Poetischer Realismus (Buch)
Theodor Fontane: Effi Briest (1894)
Ein wichtiges Werk Fontanes, das wird uns im Folgenden genauer ansehen wollen, ist sein Gesellschaftsroman Effi Briest.
Eine witzige, kurze, aber trotzdem recht präzise Zusammenfassung des Romaninhalts finden Sie in diesem Youtube-Video von „Sommers Weltliteratur to go“:
Selbstverständlich kann Ihnen das Video nicht die Lektüre des Romans ersetzen, es fasst die Handlung aber ganz gut zusammen.
Spannend ist ein Kommentar zum Youtube-Video von Martin Jansen, der schreibt: „Fassen wir zusammen: In dem Roman geht es um eine Frau, die sich langweilt. Fontane gelingt es, die Langeweile realistisch darzustellen.“ In Hinblick auf unser Kursthema ist dies eine wunderbare Zusammenfassung – nicht nur von Effi Briest, sondern gleich mehrerer Werke des Poetischen Realismus!
Im Youtube-Video wurde bereits der spukende Chinese angesprochen. Mit diesem wollen wir uns in Hinblick auf realistische Erzählverfahren im Poetischen Realismus im Folgenden näher beschäftigen.

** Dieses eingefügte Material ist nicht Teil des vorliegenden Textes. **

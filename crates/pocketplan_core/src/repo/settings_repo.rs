//! Settings repository contracts and SQLite implementation.

use super::{parse_month_start_day, RepoError, RepoResult, Table};
use crate::model::settings::{NewSettings, Settings, SettingsPatch};
use crate::model::{EpochMillis, RecordId};
use rusqlite::{params, Connection, Row};

const SETTINGS_SELECT_SQL: &str = "SELECT
    id,
    total_budget,
    currency,
    currency_symbol,
    month_start_day,
    created_at,
    updated_at
FROM settings";

/// Repository interface for the settings table.
pub trait SettingsRepository {
    fn add(&self, settings: &NewSettings, now: EpochMillis) -> RepoResult<RecordId>;
    fn update(&self, id: RecordId, patch: &SettingsPatch, now: EpochMillis) -> RepoResult<()>;
    fn delete(&self, id: RecordId) -> RepoResult<bool>;
    fn get(&self, id: RecordId) -> RepoResult<Option<Settings>>;
    /// First row by id, the one treated as current.
    fn current(&self) -> RepoResult<Option<Settings>>;
    fn count(&self) -> RepoResult<u64>;
}

/// SQLite-backed settings repository.
pub struct SqliteSettingsRepository<'conn> {
    conn: &'conn Connection,
}

impl<'conn> SqliteSettingsRepository<'conn> {
    pub fn new(conn: &'conn Connection) -> Self {
        Self { conn }
    }
}

impl SettingsRepository for SqliteSettingsRepository<'_> {
    fn add(&self, settings: &NewSettings, now: EpochMillis) -> RepoResult<RecordId> {
        settings.validate()?;

        self.conn.execute(
            "INSERT INTO settings (
                total_budget,
                currency,
                currency_symbol,
                month_start_day,
                created_at,
                updated_at
            ) VALUES (?1, ?2, ?3, ?4, ?5, ?5);",
            params![
                settings.total_budget,
                settings.currency.as_str(),
                settings.currency_symbol.as_str(),
                settings.month_start_day,
                now,
            ],
        )?;

        Ok(self.conn.last_insert_rowid())
    }

    fn update(&self, id: RecordId, patch: &SettingsPatch, now: EpochMillis) -> RepoResult<()> {
        let mut settings = self.get(id)?.ok_or(RepoError::NotFound {
            table: Table::Settings,
            id,
        })?;
        settings.apply(patch);
        settings.validate()?;

        let changed = self.conn.execute(
            "UPDATE settings
             SET
                total_budget = ?1,
                currency = ?2,
                currency_symbol = ?3,
                month_start_day = ?4,
                updated_at = ?5
             WHERE id = ?6;",
            params![
                settings.total_budget,
                settings.currency.as_str(),
                settings.currency_symbol.as_str(),
                settings.month_start_day,
                now,
                id,
            ],
        )?;

        if changed == 0 {
            return Err(RepoError::NotFound {
                table: Table::Settings,
                id,
            });
        }

        Ok(())
    }

    fn delete(&self, id: RecordId) -> RepoResult<bool> {
        let changed = self
            .conn
            .execute("DELETE FROM settings WHERE id = ?1;", [id])?;
        Ok(changed > 0)
    }

    fn get(&self, id: RecordId) -> RepoResult<Option<Settings>> {
        let mut stmt = self
            .conn
            .prepare(&format!("{SETTINGS_SELECT_SQL} WHERE id = ?1;"))?;
        let mut rows = stmt.query([id])?;
        if let Some(row) = rows.next()? {
            return Ok(Some(parse_settings_row(row)?));
        }
        Ok(None)
    }

    fn current(&self) -> RepoResult<Option<Settings>> {
        let mut stmt = self
            .conn
            .prepare(&format!("{SETTINGS_SELECT_SQL} ORDER BY id ASC LIMIT 1;"))?;
        let mut rows = stmt.query([])?;
        if let Some(row) = rows.next()? {
            return Ok(Some(parse_settings_row(row)?));
        }
        Ok(None)
    }

    fn count(&self) -> RepoResult<u64> {
        let count = self
            .conn
            .query_row("SELECT COUNT(*) FROM settings;", [], |row| row.get::<_, i64>(0))?;
        Ok(count.max(0) as u64)
    }
}

fn parse_settings_row(row: &Row<'_>) -> RepoResult<Settings> {
    Ok(Settings {
        id: row.get("id")?,
        total_budget: row.get("total_budget")?,
        currency: row.get("currency")?,
        currency_symbol: row.get("currency_symbol")?,
        month_start_day: parse_month_start_day(row.get("month_start_day")?)?,
        created_at: row.get("created_at")?,
        updated_at: row.get("updated_at")?,
    })
}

Bitte lesen Sie das 9. und 10. Kapitel des Romans Effi Briest. [Im eigentlichen Kurs finden Sie an dieser Stelle den Textausschnitt als
Scan verlinkt. In der Demo-Version ist dies aus urheberrechtlichen
Gründen nicht möglich.]
Um gleich zu Beginn die gängige Annahme zu entkräften, Fantastik und Realismus würden nicht zusammenpassen, erinnern Sie sich bitte an die Abgrenzung zwischen Realismus und Realistik, die wir in der Einführungslektion zu diesem Kurs hervorgehoben haben. Selbstverständlich kann etwas Übernatürliches realistisch sein – es muss dann nur besonders realistisch erzählt werden.

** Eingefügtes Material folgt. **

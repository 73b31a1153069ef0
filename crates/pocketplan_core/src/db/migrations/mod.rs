//! Ordered schema steps, mirrored into `PRAGMA user_version`.

use crate::db::{DbError, DbResult};
use log::{debug, info};
use rusqlite::Connection;

/// `(version, sql)` pairs in ascending version order.
const STEPS: &[(u32, &str)] = &[(1, include_str!("0001_init.sql"))];

/// Schema version a fully migrated database reports.
pub fn latest_version() -> u32 {
    STEPS.last().map_or(0, |(version, _)| *version)
}

/// Brings `conn` up to [`latest_version`] inside one transaction.
///
/// Returns how many steps ran (0 when the schema is already current).
pub fn apply_migrations(conn: &mut Connection) -> DbResult<usize> {
    let found = schema_version(conn)?;
    let supported = latest_version();
    if found > supported {
        return Err(DbError::UnsupportedSchemaVersion { found, supported });
    }

    let pending: Vec<&(u32, &str)> = STEPS.iter().filter(|(version, _)| *version > found).collect();
    if pending.is_empty() {
        debug!("event=db_migrate module=db status=skip version={found}");
        return Ok(0);
    }

    let tx = conn.transaction()?;
    for (version, sql) in &pending {
        tx.execute_batch(sql)?;
        tx.pragma_update(None, "user_version", version)?;
    }
    tx.commit()?;

    info!(
        "event=db_migrate module=db status=ok from_version={found} to_version={supported} steps={}",
        pending.len()
    );
    Ok(pending.len())
}

fn schema_version(conn: &Connection) -> DbResult<u32> {
    Ok(conn.pragma_query_value(None, "user_version", |row| row.get(0))?)
}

Sehen Sie sich folgendes Zitat aus dem Textabschnitt, den Sie eben gelesen haben, bitte genauer an:
Ich schlief ganz fest, und mit einem Male fuhr ich auf und schrie ... vielleicht, daß es ein Alpdruck war ... Alpdruck ist in unserer Familie, mein Papa hat es auch und ängstigt uns damit, und nur die Mama sagt immer, er solle sich nicht so gehenlassen; aber das ist leicht gesagt ... Ich fuhr also auf aus dem Schlaf und schrie, und als ich mich umsah, so gut es eben ging in dem Dunkel, da strich was an meinem Bett vorbei, gerade da, wo Sie jetzt stehen, Johanna, und dann war es weg. (Zitiert nach Fontane, Theodor: Effi Briest [1894]. In: ders.: Romane. Irrungen Wirrungen, Frau Jenny Treibel, Effi Briest, Der Stechlin. Stuttgart 1975)

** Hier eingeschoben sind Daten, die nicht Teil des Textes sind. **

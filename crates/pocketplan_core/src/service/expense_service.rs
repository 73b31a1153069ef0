//! Expense use-case service.
//!
//! # Responsibility
//! - Expense CRUD routed through the store.
//! - Resolve the current budgeting month from settings and query within it.
//!
//! # Invariants
//! - Month-window listings are inclusive on both ends, whole days.
//! - A missing settings row means the month starts on day 1.

use crate::analytics::{month_window, MonthWindow};
use crate::live::{LiveQuery, QueryState};
use crate::model::expense::{Expense, ExpensePatch, NewExpense};
use crate::model::settings::DEFAULT_MONTH_START_DAY;
use crate::model::{now_epoch_ms, RecordId};
use crate::repo::expense_repo::{ExpenseListQuery, ExpenseRepository, SqliteExpenseRepository};
use crate::repo::settings_repo::{SettingsRepository, SqliteSettingsRepository};
use crate::repo::{RepoResult, Table};
use crate::service::ServiceResult;
use crate::store::Store;
use chrono::NaiveDate;
use rusqlite::Connection;

/// Use-case service for expenses.
pub struct ExpenseService<'s> {
    store: &'s Store,
}

impl<'s> ExpenseService<'s> {
    pub fn new(store: &'s Store) -> Self {
        Self { store }
    }

    pub fn add(&self, expense: &NewExpense) -> RepoResult<RecordId> {
        self.store.write(&[Table::Expenses], |conn| {
            SqliteExpenseRepository::new(conn).add(expense, now_epoch_ms())
        })
    }

    pub fn update(&self, id: RecordId, patch: &ExpensePatch) -> RepoResult<()> {
        self.store.write(&[Table::Expenses], |conn| {
            SqliteExpenseRepository::new(conn).update(id, patch, now_epoch_ms())
        })
    }

    pub fn delete(&self, id: RecordId) -> RepoResult<bool> {
        self.store.write(&[Table::Expenses], |conn| {
            SqliteExpenseRepository::new(conn).delete(id)
        })
    }

    pub fn get(&self, id: RecordId) -> RepoResult<Option<Expense>> {
        self.store
            .read(|conn| SqliteExpenseRepository::new(conn).get(id))
    }

    pub fn list(&self, query: &ExpenseListQuery) -> RepoResult<Vec<Expense>> {
        self.store
            .read(|conn| SqliteExpenseRepository::new(conn).list(query))
    }

    /// Budgeting month containing `today`, per the current settings row.
    pub fn current_month_window(&self, today: NaiveDate) -> ServiceResult<MonthWindow> {
        self.store.read(|conn| current_window(conn, today))
    }

    /// Expenses dated inside `window`, oldest first.
    pub fn in_window(&self, window: MonthWindow) -> RepoResult<Vec<Expense>> {
        self.list(&ExpenseListQuery::between(window.start_at(), window.end_at()))
    }

    /// Expenses of the budgeting month containing `today`, oldest first.
    pub fn current_month(&self, today: NaiveDate) -> ServiceResult<Vec<Expense>> {
        self.store.read(|conn| current_month_expenses(conn, today))
    }

    /// Live view of expenses inside a fixed window.
    pub fn subscribe_window(
        &self,
        window: MonthWindow,
        on_change: impl FnMut(&QueryState<Vec<Expense>>) + 'static,
    ) -> LiveQuery<Vec<Expense>> {
        let query = ExpenseListQuery::between(window.start_at(), window.end_at());
        self.store.subscribe(
            &[Table::Expenses],
            move |conn| SqliteExpenseRepository::new(conn).list(&query),
            on_change,
        )
    }

    /// Live view of the budgeting month containing `today`.
    ///
    /// The window is re-resolved on every evaluation, so a change to
    /// `month_start_day` moves it. Invalid settings deliver `Pending`.
    pub fn subscribe_current_month(
        &self,
        today: NaiveDate,
        on_change: impl FnMut(&QueryState<Vec<Expense>>) + 'static,
    ) -> LiveQuery<Vec<Expense>> {
        self.store.subscribe(
            &[Table::Settings, Table::Expenses],
            move |conn| current_month_expenses(conn, today),
            on_change,
        )
    }

    /// Live view of every expense, newest first.
    pub fn subscribe_all(
        &self,
        on_change: impl FnMut(&QueryState<Vec<Expense>>) + 'static,
    ) -> LiveQuery<Vec<Expense>> {
        self.store.subscribe(
            &[Table::Expenses],
            |conn| SqliteExpenseRepository::new(conn).list(&ExpenseListQuery::newest_first()),
            on_change,
        )
    }

    pub fn watch_all(&self) -> LiveQuery<Vec<Expense>> {
        self.subscribe_all(|_| {})
    }
}

pub(crate) fn current_window(conn: &Connection, today: NaiveDate) -> ServiceResult<MonthWindow> {
    let month_start_day = SqliteSettingsRepository::new(conn)
        .current()?
        .map_or(DEFAULT_MONTH_START_DAY, |settings| settings.month_start_day);
    Ok(month_window(month_start_day, today)?)
}

pub(crate) fn current_month_expenses(
    conn: &Connection,
    today: NaiveDate,
) -> ServiceResult<Vec<Expense>> {
    let window = current_window(conn, today)?;
    let query = ExpenseListQuery::between(window.start_at(), window.end_at());
    Ok(SqliteExpenseRepository::new(conn).list(&query)?)
}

Hier wird offenkundig von etwas Übernatürlichem erzählt, unrealistisch ist es aber keinesfalls. Es bleibt auch fragwürdig, ob überhaupt etwas Übernatürliches stattgefunden hat, oder ob Effi einfach schlecht geträumt hat. Charakteristisch für den Roman ist, dass es viel direkte Rede gibt: auch im obigen Zitat erzählt Effi selbst von ihrem Erleben.